Create Enum DataType
Description
An Enum
is a fixed set categorical encoding of a set of
strings. It is similar to the Categorical
data type, but
the categories are explicitly provided by the user and cannot be
modified.
Usage
DataType_Enum(categories)
Arguments
categories
|
A character vector specifying the categories of the variable. |
Details
This functionality is unstable. It is a work-in-progress feature and may not always work as expected.
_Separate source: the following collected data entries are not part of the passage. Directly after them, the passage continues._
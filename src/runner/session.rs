//! Per-actor bearer tokens for the lifetime of one run

use crate::client::{ApiRequest, ApiResponse, ApiTransport, ClientError, HttpMethod};
use crate::runner::context::{RunContext, Unresolved};
use crate::utils::config::{ActorProfile, Role};
use serde_json::{json, Map, Value};
use std::collections::HashMap;
use thiserror::Error;

/// Why an actor could not be authenticated
#[derive(Debug, Clone, Error)]
pub enum AuthError {
    #[error("credentials for '{actor}' reference a {source}")]
    Template { actor: String, source: Unresolved },

    #[error("login call failed: {0}")]
    Transport(#[from] ClientError),

    #[error("login rejected with {status}: {message}")]
    LoginRejected { status: u16, message: String },

    #[error("registration rejected with {status}: {message}")]
    RegisterRejected { status: u16, message: String },

    #[error("login returned {status} without a token")]
    MissingToken { status: u16 },

    #[error("actor is not allowed to register and login reported an unknown user ({status})")]
    RegistrationDisabled { status: u16 },
}

/// Authentication state of one actor
#[derive(Debug, Clone)]
pub struct ActorSession {
    pub name: String,
    pub role: Role,
    pub username: String,
    pub user_id: Option<String>,
    pub token: Option<String>,
    pub failure: Option<String>,

    /// Whether the account had to be registered during this run
    pub registered: bool,
}

/// Rendered credentials of an actor
struct Credentials {
    username: String,
    password: String,
    name: Option<String>,
    email: Option<String>,
    phone: Option<String>,
}

impl Credentials {
    fn render(profile: &ActorProfile, ctx: &RunContext) -> Result<Self, Unresolved> {
        let render_opt = |value: &Option<String>| -> Result<Option<String>, Unresolved> {
            value.as_deref().map(|v| ctx.substitute_vars(v)).transpose()
        };
        Ok(Self {
            username: ctx.substitute_vars(&profile.username)?,
            password: ctx.substitute_vars(&profile.password)?,
            name: render_opt(&profile.name)?,
            email: render_opt(&profile.email)?,
            phone: render_opt(&profile.phone)?,
        })
    }

    fn login_body(&self) -> Value {
        json!({ "username": self.username, "password": self.password })
    }

    fn register_body(&self, role: Role) -> Value {
        let mut body = Map::new();
        body.insert("username".into(), json!(self.username));
        body.insert("password".into(), json!(self.password));
        body.insert(
            "name".into(),
            json!(self.name.clone().unwrap_or_else(|| self.username.clone())),
        );
        body.insert("role".into(), json!(role.as_str()));
        if let Some(email) = &self.email {
            body.insert("email".into(), json!(email));
        }
        if let Some(phone) = &self.phone {
            body.insert("phone".into(), json!(phone));
        }
        Value::Object(body)
    }
}

/// Statuses a login answers with when the account does not exist yet
fn is_unknown_user(status: u16) -> bool {
    status == 401 || status == 404
}

fn rejection_message(response: &ApiResponse) -> String {
    response
        .error_message()
        .map(str::to_string)
        .unwrap_or_else(|| response.snapshot())
}

#[derive(Default)]
pub struct SessionStore {
    sessions: HashMap<String, ActorSession>,
}

impl SessionStore {
    pub fn new() -> Self {
        Self::default()
    }

    /// Token for an actor, if one was obtained
    pub fn token(&self, actor: &str) -> Option<&str> {
        self.sessions.get(actor).and_then(|s| s.token.as_deref())
    }

    pub fn session(&self, actor: &str) -> Option<&ActorSession> {
        self.sessions.get(actor)
    }

    /// Why an actor has no token; `None` if it was never set up
    pub fn failure(&self, actor: &str) -> Option<&str> {
        self.sessions.get(actor).and_then(|s| s.failure.as_deref())
    }

    pub fn authenticated_count(&self) -> usize {
        self.sessions.values().filter(|s| s.token.is_some()).count()
    }

    /// Log in as `name`, registering first when the service does not know the
    /// account yet. A token already held for `name` is returned as is.
    ///
    /// On success the actor record (`username`, `userId`, `role`, ...) is published
    /// to `ctx` so scenarios can refer to `${student.userId}`.
    pub async fn login_or_register(
        &mut self,
        transport: &dyn ApiTransport,
        name: &str,
        profile: &ActorProfile,
        ctx: &mut RunContext,
    ) -> Result<String, AuthError> {
        if let Some(token) = self.token(name) {
            return Ok(token.to_string());
        }

        let result = self.authenticate(transport, name, profile, ctx).await;
        let session = self
            .sessions
            .entry(name.to_string())
            .or_insert_with(|| ActorSession {
                name: name.to_string(),
                role: profile.role,
                username: profile.username.clone(),
                user_id: None,
                token: None,
                failure: None,
                registered: false,
            });

        match result {
            Ok(auth) => {
                session.username = auth.username;
                session.user_id = auth.user_id;
                session.token = Some(auth.token.clone());
                session.registered = auth.registered;
                session.failure = None;
                ctx.set_actor(name, auth.record);
                Ok(auth.token)
            }
            Err(err) => {
                log::warn!("Could not authenticate actor '{}': {}", name, err);
                session.failure = Some(err.to_string());
                Err(err)
            }
        }
    }

    async fn authenticate(
        &self,
        transport: &dyn ApiTransport,
        name: &str,
        profile: &ActorProfile,
        ctx: &RunContext,
    ) -> Result<Authenticated, AuthError> {
        let creds = Credentials::render(profile, ctx).map_err(|source| AuthError::Template {
            actor: name.to_string(),
            source,
        })?;

        let first = login(transport, &creds).await?;
        if first.is_success() {
            return Authenticated::from_login(&first, &creds, profile, false);
        }
        if !is_unknown_user(first.status) {
            return Err(AuthError::LoginRejected {
                status: first.status,
                message: rejection_message(&first),
            });
        }
        if !profile.register {
            return Err(AuthError::RegistrationDisabled {
                status: first.status,
            });
        }

        log::debug!("Registering '{}' as {}", creds.username, profile.role.as_str());
        let registered = transport
            .request(
                ApiRequest::new(HttpMethod::Post, "auth/register")
                    .json(creds.register_body(profile.role)),
            )
            .await?;
        if !matches!(registered.status, 200 | 201) {
            return Err(AuthError::RegisterRejected {
                status: registered.status,
                message: rejection_message(&registered),
            });
        }

        let second = login(transport, &creds).await?;
        if !second.is_success() {
            return Err(AuthError::LoginRejected {
                status: second.status,
                message: rejection_message(&second),
            });
        }
        Authenticated::from_login(&second, &creds, profile, true)
    }
}

async fn login(transport: &dyn ApiTransport, creds: &Credentials) -> Result<ApiResponse, AuthError> {
    Ok(transport
        .request(ApiRequest::new(HttpMethod::Post, "auth/login").json(creds.login_body()))
        .await?)
}

struct Authenticated {
    token: String,
    username: String,
    user_id: Option<String>,
    registered: bool,
    record: Value,
}

impl Authenticated {
    fn from_login(
        response: &ApiResponse,
        creds: &Credentials,
        profile: &ActorProfile,
        registered: bool,
    ) -> Result<Self, AuthError> {
        let token = response
            .field("token")
            .and_then(Value::as_str)
            .filter(|t| !t.is_empty())
            .ok_or(AuthError::MissingToken {
                status: response.status,
            })?
            .to_string();

        let user_id = response
            .field("user.userId")
            .and_then(|v| match v {
                Value::String(s) => Some(s.clone()),
                Value::Number(n) => Some(n.to_string()),
                _ => None,
            });

        let role = response
            .field("user.role")
            .and_then(Value::as_str)
            .unwrap_or(profile.role.as_str());

        let record = json!({
            "username": creds.username,
            "password": creds.password,
            "userId": user_id,
            "role": role,
            "name": creds.name,
            "email": creds.email,
        });

        Ok(Self {
            token,
            username: creds.username.clone(),
            user_id,
            registered,
            record,
        })
    }
}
It may be changed at any point without it being considered a breaking change.
Value
An Enum DataType
Examples
library("polars")
pl$DataFrame(
x = c("Polar", "Panda", "Brown", "Brown", "Polar"),
schema = list(x = pl$Enum(c("Polar", "Panda", "Brown")))
)
#> shape: (5, 1)
#> ┌───────┐
#> │ x │
#> │ --- │
#> │ enum │
#> ╞═══════╡
#> │ Polar │
#> │ Panda │
#> │ Brown │
#> │ Brown │
#> │ Polar │
#> └───────┘
# All values of the variable have to be in the categories
dtype = pl$Enum(c("Polar", "Panda", "Brown"))
tryCatch(
pl$DataFrame(
x = c("Polar", "Panda", "Brown", "Brown", "Polar", "Black"),
schema = list(x = dtype)
),
error = function(e) e
)
#> <RPolarsErr_error: Execution halted with the following contexts
#> 0: In R: in $DataFrame():
#> 0: During function call [.main()]
#> 1: Encountered the following error in Rust-Polars:
#> conversion from `str` to `enum` failed in column '' for 1 out of 6 values: ["Black"]
#>
#> Ensure that all values in the input column are present in the categories of the enum datatype.
#>
#> Resolved plan until failure:
#>
#> ---> FAILED HERE RESOLVING 'select' <---
#> SELECT [Series.strict_cast(Enum(Some(local), Physical)).alias("x")] FROM
#> DF []; PROJECT */0 COLUMNS; SELECTION: None
#> >
# Comparing two Enum is only valid if they have the same categories
df = pl$DataFrame(
x = c("Polar", "Panda", "Brown", "Brown", "Polar"),
y = c("Polar", "Polar", "Polar", "Brown", "Brown"),
z = c("Polar", "Polar", "Polar", "Brown", "Brown"),
schema = list(
x = pl$Enum(c("Polar", "Panda", "Brown")),
y = pl$Enum(c("Polar", "Panda", "Brown")),
z = pl$Enum(c("Polar", "Black", "Brown"))
)
)
# Same categories
df$with_columns(x_eq_y = pl$col("x") == pl$col("y"))
#> shape: (5, 4)
#> ┌───────┬───────┬───────┬────────┐
#> │ x ┆ y ┆ z ┆ x_eq_y │
#> │ --- ┆ --- ┆ --- ┆ --- │
#> │ enum ┆ enum ┆ enum ┆ bool │
#> ╞═══════╪═══════╪═══════╪════════╡
#> │ Polar ┆ Polar ┆ Polar ┆ true │
#> │ Panda ┆ Polar ┆ Polar ┆ false │
#> │ Brown ┆ Polar ┆ Polar ┆ false │
#> │ Brown ┆ Brown ┆ Brown ┆ true │
#> │ Polar ┆ Brown ┆ Brown ┆ false │
#> └───────┴───────┴───────┴────────┘
# Different categories
tryCatch(
df$with_columns(x_eq_z = pl$col("x") == pl$col("z")),
error = function(e) e
)
#> <RPolarsErr_error: Execution halted with the following contexts
#> 0: In R: in $with_columns()
#> 0: During function call [.main()]
#> 1: Encountered the following error in Rust-Polars:
#> string caches don't match: cannot compare categoricals coming from different sources, consider setting a global StringCache.
#>
#> Help: if you're using Python, this may look something like:
#>
#> with pl.StringCache():
#> # Initialize Categoricals.
#> df1 = pl.DataFrame({'a': ['1', '2']}, schema={'a': pl.Categorical})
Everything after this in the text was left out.